Millions rank the Internet right up there with canned beer, sliced bread, and automatic transmissions.
I think it's the single biggest impediment to profitable investing in the history of mankind.
Never mind all the false news that's making headlines lately – pun absolutely intended – or even the acerbic nature of it. The Internet is simply overwhelming.
There's so much information that many investors are hopelessly confused about what to do next let alone how to find profitable investments.
If you're one of 'em, you're not alone. And you've come to the right place.
Let me show you how to combat information overload profitably.
What Really Works on Wall Street
If you're of a certain age like I am, chances are you recall futurist Alvin Toffler's groundbreaking 1970 book "Future Shock," in which he addressed the concept of "information overload" and popularized the notion that huge amounts of information can overwhelm our own limited cognitive processing capacity.
Back then, the average person was subjected to around 500 video, audio, and print ads a day. Now, the figure may top 20,000 exposures a day, which represents a staggering 3,900% increase. It's a sensory assault in the purest sense of the term.
There's simply no way you're going to absorb but a fraction of what you see – and here's the kicker – even if you go looking for it.
That makes investing especially problematic these days.
Contrary to what legions of diligent multitaskers believe, studies show that your brain cannot register really important data when you're hit from all sides by unrelated information – the search you just ran on high-dividend producers, a joke from your buddy, the note from your children about an upcoming school play.
One way to deal with this is to limit the use of technology.
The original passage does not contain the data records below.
//! Input data items and node identifiers

use std::borrow::Borrow;
use std::fmt;

use serde::{Deserialize, Deserializer, Serialize};

/// Default payload: every input field other than `id` and `children`.
pub type Payload = serde_json::Map<String, serde_json::Value>;

/// Opaque node identifier.
///
/// Input ids may be strings or integers; both are kept in their string form,
/// so `1` and `"1"` name the same node.
#[derive(Debug, Clone, PartialEq, Eq, Hash, PartialOrd, Ord, Serialize)]
#[serde(transparent)]
pub struct NodeId(String);

impl NodeId {
    pub fn new(id: impl Into<String>) -> Self {
        Self(id.into())
    }

    pub fn as_str(&self) -> &str {
        &self.0
    }
}

impl fmt::Display for NodeId {
    fn fmt(&self, f: &mut fmt::Formatter<'_>) -> fmt::Result {
        f.write_str(&self.0)
    }
}

impl Borrow<str> for NodeId {
    fn borrow(&self) -> &str {
        &self.0
    }
}

impl AsRef<str> for NodeId {
    fn as_ref(&self) -> &str {
        &self.0
    }
}

impl From<&str> for NodeId {
    fn from(id: &str) -> Self {
        Self(id.to_string())
    }
}

impl From<String> for NodeId {
    fn from(id: String) -> Self {
        Self(id)
    }
}

impl From<u64> for NodeId {
    fn from(id: u64) -> Self {
        Self(id.to_string())
    }
}

impl From<i64> for NodeId {
    fn from(id: i64) -> Self {
        Self(id.to_string())
    }
}

impl<'de> Deserialize<'de> for NodeId {
    fn deserialize<D>(deserializer: D) -> Result<Self, D::Error>
    where
        D: Deserializer<'de>,
    {
        #[derive(Deserialize)]
        #[serde(untagged)]
        enum RawId {
            Text(String),
            Signed(i64),
            Unsigned(u64),
        }

        Ok(match RawId::deserialize(deserializer)? {
            RawId::Text(s) => NodeId(s),
            RawId::Signed(n) => NodeId(n.to_string()),
            RawId::Unsigned(n) => NodeId(n.to_string()),
        })
    }
}

/// One element of the nested construction input.
///
/// `children: None` means the item never had children data, which is distinct
/// from `Some(vec![])`.
#[derive(Debug, Clone, PartialEq, Serialize, Deserialize)]
pub struct TreeDataItem<T = Payload> {
    pub id: NodeId,
    #[serde(default, skip_serializing_if = "Option::is_none")]
    pub children: Option<Vec<TreeDataItem<T>>>,
    #[serde(flatten)]
    pub data: T,
}

impl<T: Default> TreeDataItem<T> {
    pub fn new(id: impl Into<NodeId>) -> Self {
        Self {
            id: id.into(),
            children: None,
            data: T::default(),
        }
    }
}

impl<T> TreeDataItem<T> {
    pub fn with_children(mut self, children: Vec<TreeDataItem<T>>) -> Self {
        self.children = Some(children);
        self
    }

    pub fn with_data(mut self, data: T) -> Self {
        self.data = data;
        self
    }
}

impl TreeDataItem<Payload> {
    /// Attach a payload field, e.g. a `title` used as row label.
    pub fn with_field(mut self, key: &str, value: impl Into<serde_json::Value>) -> Self {
        self.data.insert(key.to_string(), value.into());
        self
    }
}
Experts like London School of Economics Professor Paul Dolan suggest turning off your smartphone a few hours a day. But that doesn't do much for the laptop, your desktop, or the constant "crawlers" you see invading every television screen.
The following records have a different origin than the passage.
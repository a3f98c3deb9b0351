//! Command dispatch

use std::io;
use std::path::Path;

use clap::CommandFactory;
use tracing::{debug, instrument};

use crate::application::render::{render_flat, row_parts, sorted_ids, to_termtrees};
use crate::application::{apply_all, load_tree, ApplicationError};
use crate::cli::args::{Cli, Commands, ConfigCommands, InputArgs};
use crate::cli::error::{CliError, CliResult};
use crate::cli::output;
use crate::config::{global_config_path, local_config_path, Settings};
use crate::domain::CheckTree;

pub fn execute_command(cli: &Cli) -> CliResult<()> {
    let Some(command) = &cli.command else {
        return Err(CliError::Usage(
            "no command given, see `checktree --help`".to_string(),
        ));
    };

    if let Commands::Completion { shell } = command {
        let mut cmd = Cli::command();
        let name = cmd.get_name().to_string();
        clap_complete::generate(*shell, &mut cmd, name, &mut io::stdout());
        return Ok(());
    }

    let config_dir = match &cli.config_dir {
        Some(dir) => dir.clone(),
        None => std::env::current_dir().map_err(|e| {
            CliError::InvalidArgs(format!("cannot determine working directory: {e}"))
        })?,
    };
    let settings = Settings::load(Some(&config_dir))?;
    debug!("settings: {:?}", settings);

    match command {
        Commands::Flat { input } => cmd_flat(input, &settings),
        Commands::Tree { input } => cmd_tree(input, &settings),
        Commands::Checked { input } => cmd_checked(input),
        Commands::Expanded { input } => cmd_expanded(input),
        Commands::Json { input } => cmd_json(input),
        Commands::Config { command } => cmd_config(command, &settings, &config_dir),
        Commands::Completion { .. } => Ok(()),
    }
}

/// Load the input file and apply the requested operations.
#[instrument(level = "debug")]
pub fn prepare_tree(input: &InputArgs) -> CliResult<CheckTree> {
    let mut tree = load_tree(&input.file)?;
    apply_all(&mut tree, &input.ops).map_err(ApplicationError::from)?;
    Ok(tree)
}

fn cmd_flat(input: &InputArgs, settings: &Settings) -> CliResult<()> {
    let tree = prepare_tree(input)?;
    for row in tree.flatten_iter() {
        output::row(&row_parts(&row, settings), &settings.markers, settings.color);
    }
    Ok(())
}

fn cmd_tree(input: &InputArgs, settings: &Settings) -> CliResult<()> {
    let tree = prepare_tree(input)?;
    for root in to_termtrees(&tree, settings) {
        output::info(&root);
    }
    Ok(())
}

fn cmd_checked(input: &InputArgs) -> CliResult<()> {
    let tree = prepare_tree(input)?;
    for id in sorted_ids(tree.get_checked_nodes()) {
        output::info(&id);
    }
    Ok(())
}

fn cmd_expanded(input: &InputArgs) -> CliResult<()> {
    let tree = prepare_tree(input)?;
    for id in sorted_ids(tree.get_expanded_nodes()) {
        output::info(&id);
    }
    Ok(())
}

fn cmd_json(input: &InputArgs) -> CliResult<()> {
    let tree = prepare_tree(input)?;
    let json = serde_json::to_string_pretty(&tree.flatten()).map_err(|source| {
        ApplicationError::Render {
            what: "flattened rows as JSON".to_string(),
            source,
        }
    })?;
    output::info(&json);
    Ok(())
}

fn cmd_config(command: &ConfigCommands, settings: &Settings, config_dir: &Path) -> CliResult<()> {
    match command {
        ConfigCommands::Show => output::info(&settings.to_toml()?),
        ConfigCommands::Path => {
            output::header("Config files (lowest to highest precedence)");
            match global_config_path() {
                Some(path) => output::detail(&format!("global: {}", path.display())),
                None => output::detail("global: <no config directory>"),
            }
            output::detail(&format!(
                "local:  {}",
                local_config_path(config_dir).display()
            ));
            output::detail("env:    CHECKTREE_*");
        }
        ConfigCommands::Template => output::info(&Settings::template()),
    }
    Ok(())
}

/// Plain flattened lines, without colors; used by tests and scripting.
pub fn flat_lines(input: &InputArgs, settings: &Settings) -> CliResult<Vec<String>> {
    let tree = prepare_tree(input)?;
    Ok(render_flat(&tree, settings))
}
Another is to learn how to "drive" the information superhighway. Companies like Cisco Systems Inc. (Nasdaq: CSCO) and Alphabet Inc. (Nasdaq: GOOGLm) are trying to teach their employees how to navigate the relentless cycle of information, but have done very little to address the fact that some people measure self-importance by sending out emails you just "have" to answer… off time or not.
Still a third is to have the filtering done for you.
Google, for example, is working ruthlessly to simplify its searches, which is a lesson in irony considering I just got 3.86 million results in .00005 seconds when I googled "information overload." Never mind the privacy invasion that has to happen in order to make this possible.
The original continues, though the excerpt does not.